Segment Start: Listed entries

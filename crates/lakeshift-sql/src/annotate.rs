//! Inline review markers for flagged changes
//!
//! Every flagged change gets a marker comment inserted on its own line
//! immediately above the affected SQL. Markers are inert to execution (plain
//! `--` comments in the target dialect) and carry a stable tag plus a
//! one-line reason, e.g.:
//!
//! ```sql
//! -- REVIEW(arity-mismatch): DATEDIFF expects 3 arguments, found 2
//! SELECT DATEDIFF(a, b)
//! ```
//!
//! Annotation is idempotent: a marker is skipped when an identical one
//! already sits against the same line.

use crate::ledger::ChangeRecord;
use std::collections::BTreeMap;

/// Prefix every marker comment starts with (after indentation)
pub const MARKER_PREFIX: &str = "-- REVIEW(";

/// Insert review markers for every flagged record into `text`.
///
/// Records are grouped by line and inserted bottom-up so earlier insertions
/// never shift later targets. Lines outside the text are clamped to the last
/// line.
pub fn annotate(text: &str, records: &[ChangeRecord]) -> String {
    let mut by_line: BTreeMap<usize, Vec<String>> = BTreeMap::new();
    for record in records.iter().filter(|r| r.is_flagged()) {
        let flag = match &record.flag {
            Some(flag) => flag,
            None => continue,
        };
        let marker = format!("{}{}): {}", MARKER_PREFIX, flag.tag.as_str(), flag.message);
        by_line
            .entry(record.line.saturating_sub(1))
            .or_default()
            .push(marker);
    }
    if by_line.is_empty() {
        return text.to_string();
    }

    let had_trailing_newline = text.ends_with('\n');
    let mut lines: Vec<String> = text.lines().map(|l| l.to_string()).collect();
    if lines.is_empty() {
        lines.push(String::new());
    }

    for (line_idx, markers) in by_line.into_iter().rev() {
        let line_idx = line_idx.min(lines.len() - 1);
        let indent: String = lines[line_idx]
            .chars()
            .take_while(|c| *c == ' ' || *c == '\t')
            .collect();

        // Existing markers against this line: the run of marker lines
        // directly above it, plus any marker lines sitting at the insertion
        // point itself.
        let mut existing = Vec::new();
        let mut above = line_idx;
        while above > 0 && is_marker(&lines[above - 1]) {
            existing.push(lines[above - 1].trim_start().to_string());
            above -= 1;
        }
        let mut below = line_idx;
        while below < lines.len() && is_marker(&lines[below]) {
            existing.push(lines[below].trim_start().to_string());
            below += 1;
        }

        let mut inserted = 0usize;
        for marker in markers {
            if existing.contains(&marker) {
                continue;
            }
            existing.push(marker.clone());
            lines.insert(line_idx + inserted, format!("{}{}", indent, marker));
            inserted += 1;
        }
    }

    let mut out = lines.join("\n");
    if had_trailing_newline {
        out.push('\n');
    }
    out
}

fn is_marker(line: &str) -> bool {
    line.trim_start().starts_with(MARKER_PREFIX)
}
/// Outcome of resolving a table reference against the index
#[derive(Debug, Clone, PartialEq)]
pub enum TableResolution<'a> {
    /// No rule applies; the reference is out of scope and passes through
    Unmatched,
    /// A rule applies and can be rewritten automatically
    Mapped(&'a TableMapping),
    /// A rule applies but is marked complex; flag, don't rewrite
    Unsupported(&'a TableMapping),
    /// Equally specific rules disagree on the target; flag, don't guess
    Ambiguous(Vec<&'a TableMapping>),
}

/// Incrementally builds a [`MappingIndex`], enforcing key uniqueness.
///
/// Used by the CSV loader, by programmatic registration (tests, built-in
/// catalogs), and as the sink for `lakeshift-sql-mappings`.
#[derive(Debug, Default)]
pub struct MappingIndexBuilder {
    tables: Vec<TableMapping>,
    exact: HashMap<String, usize>,
    functions: HashMap<String, FunctionMapping>,
    deferred: Option<Error>,
}

impl MappingIndexBuilder {
    pub fn new() -> Self {
        Self::default()
    }

    /// Add a table rule. Rows that normalize to an existing key must agree
    /// with it exactly; a conflicting target is a [`Error::DuplicateKey`].
    pub fn table(
        &mut self,
        source: &str,
        target: &str,
        category: MappingCategory,
    ) -> Result<()> {
        let key = split_qualified(&normalize_name(source)).join(".");
        if key.is_empty() {
            return Err(Error::malformed_mapping(
                format!("empty table mapping source `{}`", source),
                0,
            ));
        }
        if let Some(&idx) = self.exact.get(&key) {
            let existing = &self.tables[idx];
            if existing.target == target && existing.category == category {
                warn!(key = %key, "duplicate identical table mapping row ignored");
                return Ok(());
            }
            return Err(Error::duplicate_key(key, existing.target.clone(), target));
        }
        self.tables.push(TableMapping {
            source: source.to_string(),
            target: target.to_string(),
            category,
        });
        self.exact.insert(key, self.tables.len() - 1);
        Ok(())
    }

    /// Add a function rule. Same uniqueness policy as [`Self::table`].
    pub fn function(
        &mut self,
        source: &str,
        target: &str,
        transform: ArgumentTransform,
        notes: &str,
    ) -> Result<()> {
        let key = normalize_name(source);
        if key.is_empty() {
            return Err(Error::malformed_mapping("empty function mapping source", 0));
        }
        if let Some(existing) = self.functions.get(&key) {
            if existing.target == target && existing.transform == transform {
                warn!(key = %key, "duplicate identical function mapping row ignored");
                return Ok(());
            }
            return Err(Error::duplicate_key(key, existing.target.clone(), target));
        }
        self.functions.insert(
            key,
            FunctionMapping {
                source: source.to_string(),
                target: target.to_string(),
                transform,
                notes: notes.to_string(),
            },
        );
        Ok(())
    }

    /// Finish the index. Fails if any deferred registration error occurred.
    pub fn build(mut self) -> Result<MappingIndex> {
        if let Some(err) = self.deferred.take() {
            return Err(err);
        }
        let mut suffix = PathTrie::new();
        for (idx, mapping) in self.tables.iter().enumerate() {
            let mut segments = split_qualified(&normalize_name(&mapping.source));
            segments.reverse();
            suffix.insert(&segments, idx);
        }
        debug!(
            tables = self.tables.len(),
            functions = self.functions.len(),
            "built mapping index"
        );
        Ok(MappingIndex {
            tables: self.tables,
            exact: self.exact,
            suffix,
            functions: self.functions,
        })
    }
}

impl lakeshift_sql_mappings::MappingSink for MappingIndexBuilder {
    fn table(&mut self, source: &str, target: &str, category: &str) {
        let result = match MappingCategory::parse(category) {
            Some(category) => MappingIndexBuilder::table(self, source, target, category),
            None => Err(Error::malformed_mapping(
                format!("unknown table mapping category `{}`", category),
                0,
            )),
        };
        if let Err(err) = result {
            self.deferred.get_or_insert(err);
        }
    }

    fn function(&mut self, source: &str, target: &str, transform: &str, notes: &str) {
        let result = match ArgumentTransform::parse(transform) {
            Some(transform) => MappingIndexBuilder::function(self, source, target, transform, notes),
            None => Err(Error::malformed_mapping(
                format!("unparseable argument transform `{}`", transform),
                0,
            )),
        };
        if let Err(err) = result {
            self.deferred.get_or_insert(err);
        }
    }
}
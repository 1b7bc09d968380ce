//! Engine Property Tests
//!
//! End-to-end checks of the rewrite engine's observable guarantees: literal
//! safety, specificity precedence, fail-closed function handling, and
//! idempotence over its own output.

use lakeshift_sql::{
    rewrite_sql, ChangeStatus, FlagTag, MappingIndex, RuleKind,
};

fn test_index() -> MappingIndex {
    let tables = "\
source,target,category
analytics.users,main.analytics.users,direct
users,other.users,direct
legacy.events,legacy.events,complex
";
    let functions = "\
source,target,transform,notes
NVL,COALESCE,identity,
DATEDIFF,DATEDIFF,\"reorder(3,2)\",day-unit form
LISTAGG,CONCAT_WS,\"template(CONCAT_WS({2}, COLLECT_LIST({1})))\",ordering dropped
";
    MappingIndex::load(tables.as_bytes(), functions.as_bytes()).unwrap()
}

// ============================================================================
// Literal and comment safety
// ============================================================================

mod literal_safety {
    use super::*;

    #[test]
    fn test_string_literal_equal_to_mapped_table_is_never_rewritten() {
        let index = test_index();
        let result = rewrite_sql("SELECT * FROM t WHERE x = 'analytics.users'", &index).unwrap();
        assert!(result.text.contains("'analytics.users'"));
    }

    #[test]
    fn test_comment_contents_are_never_rewritten() {
        let index = test_index();
        let sql = "-- analytics.users\nSELECT 1 /* NVL(a, b) */";
        let result = rewrite_sql(sql, &index).unwrap();
        assert_eq!(result.text, sql);
        assert!(result.records.is_empty());
    }

    #[test]
    fn test_substring_of_longer_identifier_is_not_rewritten() {
        let index = test_index();
        let result = rewrite_sql("SELECT * FROM analytics.users_archive", &index).unwrap();
        assert_eq!(result.text, "SELECT * FROM analytics.users_archive");
        assert!(result.records.is_empty());
    }
}

// ============================================================================
// Specificity precedence
// ============================================================================

mod specificity {
    use super::*;

    #[test]
    fn test_qualified_reference_prefers_more_specific_rule() {
        let index = test_index();
        let result = rewrite_sql("SELECT * FROM analytics.users", &index).unwrap();
        assert_eq!(result.text, "SELECT * FROM main.analytics.users");
        assert_eq!(result.records.len(), 1);
        assert_eq!(result.records[0].rule, RuleKind::TableMapping);
        assert_eq!(result.records[0].status, ChangeStatus::Applied);
    }

    #[test]
    fn test_unqualified_reference_takes_its_exact_rule() {
        let index = test_index();
        // A bare `users` has its own rule; the longer `analytics.users` rule
        // only wins for references with no exact match.
        let result = rewrite_sql("SELECT * FROM users", &index).unwrap();
        assert_eq!(result.text, "SELECT * FROM other.users");
    }

    #[test]
    fn test_underqualified_reference_resolves_by_suffix() {
        let tables = "\
source,target,category
prod.analytics.orders,main.analytics.orders,direct
";
        let functions = "source,target,transform,notes\n";
        let index = MappingIndex::load(tables.as_bytes(), functions.as_bytes()).unwrap();
        let result = rewrite_sql("SELECT * FROM analytics.orders", &index).unwrap();
        assert_eq!(result.text, "SELECT * FROM main.analytics.orders");
    }

    #[test]
    fn test_differently_qualified_reference_is_untouched() {
        let index = test_index();
        let result = rewrite_sql("SELECT * FROM sales.users", &index).unwrap();
        assert_eq!(result.text, "SELECT * FROM sales.users");
        assert!(result.records.is_empty());
    }
}

// ============================================================================
// Function rewrites
// ============================================================================

mod functions {
    use super::*;

    #[test]
    fn test_datediff_reorder_end_to_end() {
        let index = test_index();
        let result = rewrite_sql(
            "SELECT DATEDIFF('day', '2024-01-01', '2024-01-31')",
            &index,
        )
        .unwrap();
        assert_eq!(result.text, "SELECT DATEDIFF('2024-01-31', '2024-01-01')");
        assert_eq!(result.records.len(), 1);
        assert_eq!(result.records[0].rule, RuleKind::FunctionMapping);
        assert_eq!(result.records[0].status, ChangeStatus::Applied);
    }

    #[test]
    fn test_arity_mismatch_is_always_flagged_never_guessed() {
        let index = test_index();
        let result = rewrite_sql("SELECT DATEDIFF('2024-01-01', '2024-01-31')", &index).unwrap();
        assert_eq!(
            result.text,
            "SELECT DATEDIFF('2024-01-01', '2024-01-31')"
        );
        let record = &result.records[0];
        assert_eq!(record.status, ChangeStatus::Flagged);
        assert_eq!(record.flag.as_ref().unwrap().tag, FlagTag::ArityMismatch);
    }

    #[test]
    fn test_unrecognized_function_passes_through_without_record() {
        let index = test_index();
        let result = rewrite_sql("SELECT CUSTOM_FN(a, b)", &index).unwrap();
        assert_eq!(result.text, "SELECT CUSTOM_FN(a, b)");
        assert!(result.records.is_empty());
    }

    #[test]
    fn test_restructure_applies_but_flags_for_review() {
        let index = test_index();
        let result = rewrite_sql("SELECT LISTAGG(name, ', ')", &index).unwrap();
        assert_eq!(
            result.text,
            "SELECT CONCAT_WS(', ', COLLECT_LIST(name))"
        );
        let record = &result.records[0];
        assert_eq!(record.status, ChangeStatus::Flagged);
        assert_eq!(record.flag.as_ref().unwrap().tag, FlagTag::Restructured);
    }

    #[test]
    fn test_case_insensitive_function_match() {
        let index = test_index();
        let result = rewrite_sql("SELECT nvl(a, b)", &index).unwrap();
        assert_eq!(result.text, "SELECT COALESCE(a, b)");
    }

    #[test]
    fn test_nested_calls_rewrite_inside_out() {
        let index = test_index();
        let result = rewrite_sql("SELECT DATEDIFF('day', NVL(a, b), c)", &index).unwrap();
        assert_eq!(result.text, "SELECT DATEDIFF(c, COALESCE(a, b))");
        assert_eq!(result.records.len(), 2);
    }
}

// ============================================================================
// Unsupported constructs
// ============================================================================

mod unsupported {
    use super::*;

    #[test]
    fn test_complex_mapping_is_flagged_not_rewritten() {
        let index = test_index();
        let result = rewrite_sql("SELECT * FROM legacy.events", &index).unwrap();
        assert_eq!(result.text, "SELECT * FROM legacy.events");
        let record = &result.records[0];
        assert_eq!(record.status, ChangeStatus::Flagged);
        assert_eq!(record.flag.as_ref().unwrap().tag, FlagTag::ComplexMapping);
    }

    #[test]
    fn test_qualify_is_flagged() {
        let index = test_index();
        let result = rewrite_sql(
            "SELECT * FROM t QUALIFY ROW_NUMBER() OVER (PARTITION BY id) = 1",
            &index,
        )
        .unwrap();
        let flagged: Vec<_> = result
            .records
            .iter()
            .filter(|r| r.status == ChangeStatus::Flagged)
            .collect();
        assert_eq!(flagged.len(), 1);
        assert_eq!(
            flagged[0].flag.as_ref().unwrap().tag,
            FlagTag::UnsupportedConstruct
        );
        assert_eq!(flagged[0].original, "QUALIFY");
    }

    #[test]
    fn test_equally_specific_conflicting_rules_are_flagged() {
        let tables = "\
source,target,category
analytics.orders,main.analytics.orders,direct
sales.orders,main.sales.orders,direct
";
        let functions = "source,target,transform,notes\n";
        let index = MappingIndex::load(tables.as_bytes(), functions.as_bytes()).unwrap();
        let result = rewrite_sql("SELECT * FROM orders", &index).unwrap();
        assert_eq!(result.text, "SELECT * FROM orders");
        assert_eq!(
            result.records[0].flag.as_ref().unwrap().tag,
            FlagTag::AmbiguousMapping
        );
    }
}

// ============================================================================
// Idempotence and ledger completeness
// ============================================================================

mod idempotence {
    use super::*;

    #[test]
    fn test_second_pass_applies_nothing() {
        let index = test_index();
        let sql = "SELECT NVL(a, b), DATEDIFF('day', s, e) FROM analytics.users";
        let first = rewrite_sql(sql, &index).unwrap();
        assert_eq!(
            first.records.iter().filter(|r| r.status == ChangeStatus::Applied).count(),
            3
        );

        let second = rewrite_sql(&first.text, &index).unwrap();
        assert_eq!(second.text, first.text);
        assert_eq!(
            second.records.iter().filter(|r| r.status == ChangeStatus::Applied).count(),
            0
        );
    }

    #[test]
    fn test_every_attempted_resolution_is_recorded() {
        let index = test_index();
        // Two applied (NVL, analytics.users), one flagged (bad DATEDIFF),
        // one out-of-scope pass-through (sales.users, no record).
        let sql = "SELECT NVL(a, b), DATEDIFF(x, y) FROM analytics.users, sales.users";
        let result = rewrite_sql(sql, &index).unwrap();
        let applied = result.records.iter().filter(|r| r.status == ChangeStatus::Applied).count();
        let flagged = result.records.iter().filter(|r| r.status == ChangeStatus::Flagged).count();
        assert_eq!(applied, 2);
        assert_eq!(flagged, 1);
        assert_eq!(result.records.len(), applied + flagged);
    }
}
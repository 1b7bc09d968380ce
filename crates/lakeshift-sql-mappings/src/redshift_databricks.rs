//! Redshift -> Databricks built-in catalog
//!
//! Function rules distilled from production migration runs. Table rules here
//! are limited to system schemas that have no Databricks counterpart;
//! warehouse-specific table mappings belong in the runtime CSV datasets.

use crate::MappingSink;

/// (source, target, transform, notes)
const FUNCTIONS: &[(&str, &str, &str, &str)] = &[
    ("NVL", "COALESCE", "identity", ""),
    ("IFNULL", "COALESCE", "identity", ""),
    ("STRPOS", "INSTR", "identity", ""),
    ("GETDATE", "CURRENT_TIMESTAMP", "identity", ""),
    ("REGEXP_SUBSTR", "REGEXP_EXTRACT", "identity", ""),
    ("SPLIT_TO_ARRAY", "SPLIT", "identity", ""),
    ("STRING_TO_ARRAY", "SPLIT", "identity", ""),
    ("ARRAY_TO_STRING", "ARRAY_JOIN", "identity", ""),
    (
        "CHARINDEX",
        "INSTR",
        "reorder(2,1)",
        "CHARINDEX(substring, string) becomes INSTR(string, substring)",
    ),
    (
        "DATEDIFF",
        "DATEDIFF",
        "reorder(3,2)",
        "day-unit form; DATEDIFF(unit, start, end) becomes DATEDIFF(end, start)",
    ),
    (
        "MOD",
        "%",
        "template(({1} % {2}))",
        "MOD(a, b) becomes the % operator",
    ),
    (
        "TO_CHAR",
        "DATE_FORMAT",
        "template(DATE_FORMAT({1}, {2}))",
        "format tokens must be converted to Databricks datetime patterns",
    ),
    (
        "JSON_EXTRACT_PATH_TEXT",
        "GET_JSON_OBJECT",
        "template(GET_JSON_OBJECT({1}, {2}))",
        "path argument must be rewritten as a JSONPath expression ($.a.b)",
    ),
    (
        "JSON_PARSE",
        "FROM_JSON",
        "template(FROM_JSON({1}, '<provide_schema_here>'))",
        "FROM_JSON needs an explicit schema",
    ),
    (
        "IS_VALID_JSON",
        "FROM_JSON",
        "template(TRY(FROM_JSON({1}, 'map<string,string>')) IS NOT NULL)",
        "",
    ),
    (
        "IS_VALID_JSON_ARRAY",
        "FROM_JSON",
        "template(TRY(FROM_JSON({1}, 'array<string>')) IS NOT NULL)",
        "",
    ),
    (
        "LISTAGG",
        "CONCAT_WS",
        "template(CONCAT_WS({2}, COLLECT_LIST({1})))",
        "WITHIN GROUP ordering is dropped; verify aggregation context",
    ),
    (
        "CONVERT",
        "CAST",
        "template(CAST({2} AS {1}))",
        "verify the type name maps to a Databricks type",
    ),
];

/// System schemas with no Databricks counterpart; references are flagged
/// for manual review rather than rewritten.
const UNSUPPORTED_SCHEMAS: &[&str] = &["pg_catalog", "pg_internal"];

/// Register the full Redshift -> Databricks catalog into a sink
pub fn register<S: MappingSink>(sink: &mut S) {
    for (source, target, transform, notes) in FUNCTIONS {
        sink.function(source, target, transform, notes);
    }
    for schema in UNSUPPORTED_SCHEMAS {
        sink.table(schema, schema, "complex");
    }
}
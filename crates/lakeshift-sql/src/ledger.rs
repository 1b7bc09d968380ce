//! Change ledger: accumulation of applied and flagged rewrites
//!
//! The ledger decouples reporting from rewriting. The rewrite engine emits
//! [`ChangeRecord`]s with no I/O of its own; callers feed them into a
//! [`ChangeLedger`] and hand the ledger rows to whatever renders the audit
//! export.

use serde::{Deserialize, Serialize};

/// Which class of rule produced a change
#[derive(Debug, Clone, Copy, PartialEq, Eq, Hash, Serialize, Deserialize)]
#[serde(rename_all = "snake_case")]
pub enum RuleKind {
    /// A table-reference mapping fired
    TableMapping,
    /// A function mapping fired
    FunctionMapping,
    /// A connection-identifier substitution fired
    ConnectionId,
    /// No rule fired; the construct was flagged for manual review
    Unmapped,
}

/// Whether a change was applied automatically or needs human review
#[derive(Debug, Clone, Copy, PartialEq, Eq, Serialize, Deserialize)]
#[serde(rename_all = "snake_case")]
pub enum ChangeStatus {
    Applied,
    Flagged,
}

/// Stable tags for flagged changes, used by the annotator's inline markers
#[derive(Debug, Clone, Copy, PartialEq, Eq, Serialize, Deserialize)]
#[serde(rename_all = "kebab-case")]
pub enum FlagTag {
    /// A function call's argument count did not match the mapping's arity
    ArityMismatch,
    /// A restructuring template was applied; equivalence needs human review
    Restructured,
    /// The table mapping is marked complex and has no automatic rewrite
    ComplexMapping,
    /// Equally specific mapping rules disagree on the target
    AmbiguousMapping,
    /// A construct on the known-unsupported list (e.g. QUALIFY)
    UnsupportedConstruct,
    /// The snippet could not be scanned and was left verbatim
    ScanError,
}

impl FlagTag {
    /// The stable tag string used inside marker comments
    pub fn as_str(&self) -> &'static str {
        match self {
            FlagTag::ArityMismatch => "arity-mismatch",
            FlagTag::Restructured => "restructured",
            FlagTag::ComplexMapping => "complex-mapping",
            FlagTag::AmbiguousMapping => "ambiguous-mapping",
            FlagTag::UnsupportedConstruct => "unsupported-construct",
            FlagTag::ScanError => "scan-error",
        }
    }
}

/// Why a change was flagged for manual review
#[derive(Debug, Clone, PartialEq, Serialize, Deserialize)]
pub struct FlagReason {
    pub tag: FlagTag,
    pub message: String,
}

/// One individual transformation (applied or flagged) in a snippet
#[derive(Debug, Clone, PartialEq, Serialize, Deserialize)]
pub struct ChangeRecord {
    /// Id of the snippet the change belongs to
    pub snippet_id: String,
    /// The fragment as it appeared in the input
    pub original: String,
    /// The fragment after rewriting (equals `original` for flagged
    /// pass-throughs)
    pub rewritten: String,
    /// Which class of rule fired
    pub rule: RuleKind,
    /// Applied automatically, or flagged for review
    pub status: ChangeStatus,
    /// Present iff `status` is `Flagged`
    pub flag: Option<FlagReason>,
    /// Line of the fragment in the snippet (1-based), for marker placement
    pub line: usize,
}

impl ChangeRecord {
    /// Create an applied record
    pub fn applied(
        snippet_id: impl Into<String>,
        original: impl Into<String>,
        rewritten: impl Into<String>,
        rule: RuleKind,
        line: usize,
    ) -> Self {
        Self {
            snippet_id: snippet_id.into(),
            original: original.into(),
            rewritten: rewritten.into(),
            rule,
            status: ChangeStatus::Applied,
            flag: None,
            line,
        }
    }

    /// Create a flagged record
    pub fn flagged(
        snippet_id: impl Into<String>,
        original: impl Into<String>,
        rewritten: impl Into<String>,
        rule: RuleKind,
        tag: FlagTag,
        message: impl Into<String>,
        line: usize,
    ) -> Self {
        Self {
            snippet_id: snippet_id.into(),
            original: original.into(),
            rewritten: rewritten.into(),
            rule,
            status: ChangeStatus::Flagged,
            flag: Some(FlagReason {
                tag,
                message: message.into(),
            }),
            line,
        }
    }

    /// Whether this record needs manual review
    pub fn is_flagged(&self) -> bool {
        self.status == ChangeStatus::Flagged
    }
}

/// A row of the audit export.
///
/// Column order and presence of all fields is a compatibility contract with
/// the downstream report generation; do not reorder.
#[derive(Debug, Clone, PartialEq, Serialize, Deserialize)]
pub struct ReportRow {
    pub snippet_id: String,
    pub original: String,
    pub rewritten: String,
    pub rule: RuleKind,
    pub status: ChangeStatus,
}

/// Append-only accumulator of change records for one document transform
#[derive(Debug, Default)]
pub struct ChangeLedger {
    records: Vec<ChangeRecord>,
}

impl ChangeLedger {
    /// Create an empty ledger
    pub fn new() -> Self {
        Self::default()
    }

    /// Append a record
    pub fn record(&mut self, record: ChangeRecord) {
        self.records.push(record);
    }

    /// Append a batch of records
    pub fn extend(&mut self, records: impl IntoIterator<Item = ChangeRecord>) {
        self.records.extend(records);
    }

    /// All records in insertion order
    pub fn records(&self) -> &[ChangeRecord] {
        &self.records
    }

    /// Records grouped by snippet id, groups ordered by first appearance
    pub fn summary(&self) -> Vec<(&str, Vec<&ChangeRecord>)> {
        let mut groups: Vec<(&str, Vec<&ChangeRecord>)> = Vec::new();
        for record in &self.records {
            match groups.iter_mut().find(|g| g.0 == record.snippet_id) {
                Some(g) => g.1.push(record),
                None => groups.push((record.snippet_id.as_str(), vec![record])),
            }
        }
        groups
    }

    /// The audit-export rows, in record order
    pub fn rows(&self) -> Vec<ReportRow> {
        self.records
            .iter()
            .map(|r| ReportRow {
                snippet_id: r.snippet_id.clone(),
                original: r.original.clone(),
                rewritten: r.rewritten.clone(),
                rule: r.rule,
                status: r.status,
            })
            .collect()
    }

    /// Number of applied records
    pub fn applied_count(&self) -> usize {
        self.records
            .iter()
            .filter(|r| r.status == ChangeStatus::Applied)
            .count()
    }

    /// Number of flagged records
    pub fn flagged_count(&self) -> usize {
        self.records.iter().filter(|r| r.is_flagged()).count()
    }

    pub fn len(&self) -> usize {
        self.records.len()
    }

    pub fn is_empty(&self) -> bool {
        self.records.is_empty()
    }
}

#[cfg(test)]
mod tests {
    use super::*;

    fn applied(snippet: &str) -> ChangeRecord {
        ChangeRecord::applied(snippet, "a.b", "c.a.b", RuleKind::TableMapping, 1)
    }

    #[test]
    fn test_summary_groups_by_first_appearance() {
        let mut ledger = ChangeLedger::new();
        ledger.record(applied("cell-2"));
        ledger.record(applied("cell-1"));
        ledger.record(applied("cell-2"));

        let summary = ledger.summary();
        assert_eq!(summary.len(), 2);
        assert_eq!(summary[0].0, "cell-2");
        assert_eq!(summary[0].1.len(), 2);
        assert_eq!(summary[1].0, "cell-1");
    }

    #[test]
    fn test_counts() {
        let mut ledger = ChangeLedger::new();
        ledger.record(applied("cell-1"));
        ledger.record(ChangeRecord::flagged(
            "cell-1",
            "LISTAGG(x)",
            "LISTAGG(x)",
            RuleKind::FunctionMapping,
            FlagTag::ArityMismatch,
            "LISTAGG expects 2 arguments, found 1",
            3,
        ));

        assert_eq!(ledger.applied_count(), 1);
        assert_eq!(ledger.flagged_count(), 1);
        assert_eq!(ledger.len(), 2);
    }

    #[test]
    fn test_rows_preserve_contract_fields() {
        let mut ledger = ChangeLedger::new();
        ledger.record(applied("cell-1"));
        let rows = ledger.rows();
        assert_eq!(rows[0].snippet_id, "cell-1");
        assert_eq!(rows[0].original, "a.b");
        assert_eq!(rows[0].rewritten, "c.a.b");
        assert_eq!(rows[0].rule, RuleKind::TableMapping);
        assert_eq!(rows[0].status, ChangeStatus::Applied);
    }
}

Segment End: Listed entries

Task to carry out: Working through the data above, find every line holding "extend" and copy it.

Solution to this task:
    pub fn extend(&mut self, records: impl IntoIterator<Item = ChangeRecord>) {
        self.records.extend(records);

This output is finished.